* [PROBLEM TO SOLVE]: From the data below, set down exactly the lines between the one holding "async fn complete(&self, prompt: &str)" and the one holding "query-side embedding task", inclusive, and no others.

[INPUT]

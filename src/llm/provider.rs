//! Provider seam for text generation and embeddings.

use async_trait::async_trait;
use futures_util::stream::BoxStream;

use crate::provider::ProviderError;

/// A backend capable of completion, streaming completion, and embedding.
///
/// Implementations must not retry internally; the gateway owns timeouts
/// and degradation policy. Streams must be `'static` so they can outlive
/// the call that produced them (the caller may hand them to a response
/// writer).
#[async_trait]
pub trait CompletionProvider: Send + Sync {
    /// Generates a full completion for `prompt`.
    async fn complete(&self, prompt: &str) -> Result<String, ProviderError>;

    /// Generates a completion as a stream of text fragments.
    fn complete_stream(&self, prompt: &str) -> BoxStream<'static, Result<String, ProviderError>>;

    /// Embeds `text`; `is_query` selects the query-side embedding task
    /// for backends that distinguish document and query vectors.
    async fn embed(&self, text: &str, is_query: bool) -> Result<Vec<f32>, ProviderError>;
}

[/INPUT]

* [WRITTEN RESPONSE]:
    async fn complete(&self, prompt: &str) -> Result<String, ProviderError>;

    /// Generates a completion as a stream of text fragments.
    fn complete_stream(&self, prompt: &str) -> BoxStream<'static, Result<String, ProviderError>>;

    /// Embeds `text`; `is_query` selects the query-side embedding task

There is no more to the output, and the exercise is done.